The Sda antigen is a carbohydrate determinant expressed on erythrocytes, the colonic mucosa and other tissues. This epitope, whose structure is Siaα2,3[GalNAcβ1,4]Gal β1,4GlcNAc, is synthesized by a β1,4 N-acetylgalactosaminyltransferase (β4GalNAc-T) that transfers a β1,4-linked GalNAc to the galactose residue of an α2,3-sialylated chain. We have cloned from human colon carcinoma Caco2 cells a cDNA whose transfection in COS cells induces a GalNAc-T active on sialylated but not on asialylated fetuin and putatively represents the human Sda β4GalNAc-T. The cDNA predicts a 566 aa protein showing 66.6% and 39% identity with mouse CT β4GalNAc-T and human GM2/GD2 synthase, respectively, with a typical type II glycosyltransferase organization, no potential N-glycosylation sites and a 67 aa cytoplasmic tail, which is probably the longest among the glycosyltransferases cloned to date.

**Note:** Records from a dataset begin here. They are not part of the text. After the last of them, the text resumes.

//! Inbound event routing.
//!
//! The [`Router`] consumes events one at a time in delivery order. For each
//! event it first applies any session update, then produces at most one
//! transcript entry. Only kinds hidden by the [`EventFilter`] produce none.
//!
//! Session updates:
//! - `ConnectionSucceeded`: `Disconnected → Connected`, ignored afterwards.
//! - `ChannelJoined`: the joined channel becomes current with `joined = true`.
//!   Ignored while disconnected.
//! - `NickChanged` for our own nick: later echoes use the new nick.

use std::collections::BTreeSet;

use murmur_proto::{Event, EventKind};

use crate::{Renderer, Session, TranscriptEntry};

/// Set of event kinds that are routed but not shown.
#[derive(Debug, Clone, PartialEq, Eq)]
pub struct EventFilter {
    hidden: BTreeSet<EventKind>,
}

impl EventFilter {
    /// Kinds hidden by default.
    pub const DEFAULT_HIDDEN: [EventKind; 4] = [
        EventKind::ServerMessage,
        EventKind::ServerNotice,
        EventKind::Invited,
        EventKind::PrivateAction,
    ];

    /// Filter that hides nothing.
    pub fn show_all() -> Self {
        Self { hidden: BTreeSet::new() }
    }

    /// Hide `kind`.
    #[must_use]
    pub fn hide(mut self, kind: EventKind) -> Self {
        self.hidden.insert(kind);
        self
    }

    /// Stop hiding `kind`.
    #[must_use]
    pub fn show(mut self, kind: EventKind) -> Self {
        self.hidden.remove(&kind);
        self
    }

    /// Whether events of `kind` are hidden.
    pub fn is_hidden(&self, kind: EventKind) -> bool {
        self.hidden.contains(&kind)
    }

    /// Hidden kinds in a stable order.
    pub fn hidden(&self) -> impl Iterator<Item = EventKind> + '_ {
        self.hidden.iter().copied()
    }
}

impl Default for EventFilter {
    fn default() -> Self {
        Self { hidden: Self::DEFAULT_HIDDEN.into_iter().collect() }
    }
}

/// Router configuration.
#[derive(Debug, Clone, Default, PartialEq, Eq)]
pub struct RouterConfig {
    /// Kinds not rendered to the transcript.
    pub filter: EventFilter,
}

/// Maps inbound events to session updates and transcript entries.
#[derive(Debug, Clone, Default)]
pub struct Router {
    config: RouterConfig,
}

impl Router {
    /// Create a router.
    pub fn new(config: RouterConfig) -> Self {
        Self { config }
    }

    /// Active filter.
    pub fn filter(&self) -> &EventFilter {
        &self.config.filter
    }

    /// Route one event. Returns the entry to display, if any.
    pub fn route(&self, session: &mut Session, event: &Event) -> Option<TranscriptEntry> {
        match event {
            Event::ConnectionSucceeded => {
                if !session.mark_connected() {
                    tracing::debug!("Session already connected");
                }
            },
            Event::ChannelJoined { channel } => {
                if !session.mark_joined(channel.clone()) {
                    tracing::warn!(
                        channel = %channel.display(session.encoding()),
                        "Channel joined before connection, ignoring"
                    );
                }
            },
            Event::NickChanged { new, is_self: true, .. } => session.set_nickname(new.clone()),
            _ => {},
        }

        let kind = event.kind();
        if self.config.filter.is_hidden(kind) {
            tracing::debug!(%kind, "Filtered event");
            return None;
        }

        Some(Renderer::new(session.encoding()).event(event))
    }
}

The gene maps in chromosome 17q23, and is composed of at least 11 exons. Exons 2–11 are homologous to exons 2–11 of the previously cloned CT β4GalNAc-T from murine cytotoxic T lymphocytes while exons 1 of the two enzymes are totally different. The mRNA is expressed at a high level in differentiated Caco2 cells and in colonic mucosa and at a much lower level in lymphocytes and other colon cancer cell lines.